On Thursday, October 3, 2013 9:01:07 AM UTC+13, Chris Bishop wrote: > Hello, > > > > I am trying to put together a plan that allows me to take full advantage of the recent MATLAB toolbox and computer hardware developments ... I was hoping someone might be able to help me vet my approach. > > > > I will be analyzing neuroscientific data (brain waves, etc.) of multiple subjects using open source software available through matlab (EEGLab, ERPLab). Analysis pipelines will rely in part on the Signal Processing Toolbox, Statistics Toolbox, and a few other minor toolboxes.
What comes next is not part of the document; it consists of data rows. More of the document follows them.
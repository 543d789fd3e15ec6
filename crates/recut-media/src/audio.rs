//! Audio extraction to the normalised analysis format.

use std::path::Path;

use tracing::debug;

use crate::command::{FfmpegCommand, FfmpegRunner};
use crate::error::{MediaError, MediaResult};

/// Sample rate of the extracted analysis audio.
pub const ANALYSIS_SAMPLE_RATE: u32 = 16_000;

/// Extract mono 16 kHz 16-bit PCM WAV from a source (path or URL).
///
/// The artefact is what the transcriber and the silence detector consume;
/// extraction is idempotent at the blob-store level (same key, same bytes).
pub async fn extract_audio(source: &str, dest: &Path) -> MediaResult<()> {
    debug!(source, dest = %dest.display(), "Extracting analysis audio");

    let cmd = FfmpegCommand::new(source, dest.to_string_lossy())
        .no_video()
        .output_args(["-ac", "1"])
        .output_args(["-ar", &ANALYSIS_SAMPLE_RATE.to_string()])
        .audio_codec("pcm_s16le");

    match FfmpegRunner::new().run(&cmd).await {
        Ok(()) => {}
        Err(MediaError::EncodeFailed { stderr, .. })
            if stderr
                .as_deref()
                .map(|s| {
                    let s = s.to_lowercase();
                    s.contains("does not contain any stream")
                        || s.contains("output file does not contain any stream")
                })
                .unwrap_or(false) =>
        {
            return Err(MediaError::NoAudioTrack);
        }
        Err(e) => return Err(e),
    }

    let metadata = tokio::fs::metadata(dest).await?;
    if metadata.len() == 0 {
        return Err(MediaError::NoAudioTrack);
    }

    Ok(())
}

/// Load s16le samples from an extracted WAV, skipping the RIFF header.
pub async fn load_pcm_samples(path: &Path) -> MediaResult<Vec<i16>> {
    let bytes = tokio::fs::read(path).await?;
    let data = strip_wav_header(&bytes);

    let samples: Vec<i16> = data
        .chunks_exact(2)
        .map(|b| i16::from_le_bytes([b[0], b[1]]))
        .collect();

    Ok(samples)
}

/// Locate the `data` chunk of a RIFF/WAVE file and return its payload.
/// Falls back to the raw bytes for headerless PCM.
fn strip_wav_header(bytes: &[u8]) -> &[u8] {
    if bytes.len() < 12 || &bytes[0..4] != b"RIFF" || &bytes[8..12] != b"WAVE" {
        return bytes;
    }

    let mut offset = 12;
    while offset + 8 <= bytes.len() {
        let chunk_id = &bytes[offset..offset + 4];
        let chunk_len = u32::from_le_bytes([
            bytes[offset + 4],
            bytes[offset + 5],
            bytes[offset + 6],
            bytes[offset + 7],
        ]) as usize;
        let payload_start = offset + 8;
        if chunk_id == b"data" {
            let payload_end = (payload_start + chunk_len).min(bytes.len());
            return &bytes[payload_start..payload_end];
        }
        offset = payload_start + chunk_len + (chunk_len & 1);
    }

    bytes
}

#[cfg(test)]
mod tests {
    use super::*;

    fn wav_with_samples(samples: &[i16]) -> Vec<u8> {
        let data: Vec<u8> = samples.iter().flat_map(|s| s.to_le_bytes()).collect();
        let mut out = Vec::new();
        out.extend_from_slice(b"RIFF");
        out.extend_from_slice(&((36 + data.len()) as u32).to_le_bytes());
        out.extend_from_slice(b"WAVE");
        out.extend_from_slice(b"fmt ");
        out.extend_from_slice(&16u32.to_le_bytes());
        out.extend_from_slice(&[1, 0, 1, 0]); // PCM, mono
        out.extend_from_slice(&ANALYSIS_SAMPLE_RATE.to_le_bytes());
        out.extend_from_slice(&(ANALYSIS_SAMPLE_RATE * 2).to_le_bytes());
        out.extend_from_slice(&[2, 0, 16, 0]); // block align, bits
        out.extend_from_slice(b"data");
        out.extend_from_slice(&(data.len() as u32).to_le_bytes());
        out.extend_from_slice(&data);
        out
    }

    #[test]
    fn test_strip_wav_header() {
        let samples = [0i16, 100, -100, 32000];
        let wav = wav_with_samples(&samples);
        let data = strip_wav_header(&wav);
        assert_eq!(data.len(), samples.len() * 2);
        assert_eq!(i16::from_le_bytes([data[2], data[3]]), 100);
    }

    #[test]
    fn test_headerless_falls_through() {
        let raw = [1u8, 0, 2, 0];
        assert_eq!(strip_wav_header(&raw), &raw);
    }

    #[tokio::test]
    async fn test_load_samples_round_trip() {
        let dir = tempfile::tempdir().unwrap();
        let path = dir.path().join("a.wav");
        let samples = [0i16, 5, -5, 1000, -1000];
        tokio::fs::write(&path, wav_with_samples(&samples))
            .await
            .unwrap();

        let loaded = load_pcm_samples(&path).await.unwrap();
        assert_eq!(loaded, samples);
    }
}
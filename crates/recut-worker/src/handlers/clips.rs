//! Clip candidate selection handler.

use serde_json::json;
use tracing::info;

use recut_models::Job;
use recut_planner::{generate_candidates, SelectorConfig};
use recut_registry::Registry;

use crate::context::WorkerContext;
use crate::error::WorkerResult;
use crate::handlers::require_ready_media;

pub async fn run(ctx: &WorkerContext, job: &Job) -> WorkerResult<serde_json::Value> {
    if let Some(existing) = ctx.registry.get_candidates(&job.media_id).await? {
        return Ok(json!({"already_selected": true, "candidates": existing.len()}));
    }

    let media = require_ready_media(ctx, job).await?;
    let duration = media.duration().unwrap_or(0.0);

    let transcript = ctx.registry.get_transcript(&job.media_id).await?;
    let silence = ctx.registry.get_silence_map(&job.media_id).await?;
    let cuts = ctx.registry.get_scene_cuts(&job.media_id).await?;

    let config = SelectorConfig {
        min_clip_s: ctx.config.clip_min_s,
        max_clip_s: ctx.config.clip_max_s,
        max_candidates: ctx.config.clip_n,
        ..SelectorConfig::default()
    };

    let candidates = generate_candidates(
        &media.media_id,
        transcript.as_ref(),
        silence.as_ref(),
        cuts.as_ref(),
        duration,
        &config,
    );

    ctx.registry
        .put_candidates(&media.media_id, &candidates)
        .await?;
    info!(
        media_id = %media.media_id,
        candidates = candidates.len(),
        "Clip candidates stored"
    );

    Ok(json!({"candidates": candidates.len()}))
}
Each subject's data will undergo a nearly identical analysis from start to finish - that is, one subject's data is essentially a self contained processing event. Data files will vary in size, but could easily exceed several GB per subject. > > > > Cluster based computing options are not a cost effective solution for us at the moment, so a stand alone work station is our best option at the moment. I plan to couple a dual CPU (4 cores/CPU, ~2.0 GHz clock speed) equipped with 32 GB RAM and ample storage space (2, 2 TB drives with mirror RAID for data redundancy) with the parallel computation toolbox in MATLAB. > > > > My questions are as follows: > > > > 1. Will I be able to take advantage of all cores using the parallel computing toolbox? > > 2. What are the likely bottlenecks (hardware or otherwise)? > > 3. Is this data analysis pipeline likely "parallelizable"? > > 4. Does anyone have an alternative solution or build suggestions? > > > > Thank you for your time. > > -Chris
In my experience using Fortran on a Cray, unless you have a really large problem, parallelisation is not worth the effort.
In your case, you want to run the same pipeline many times in parallel, rather than splitting the computation of each pipeline between many processors, so why not simply open many Matlabs and run the pipeline on each one? The operating system will sort out the allocation of resources between the different Matlabs.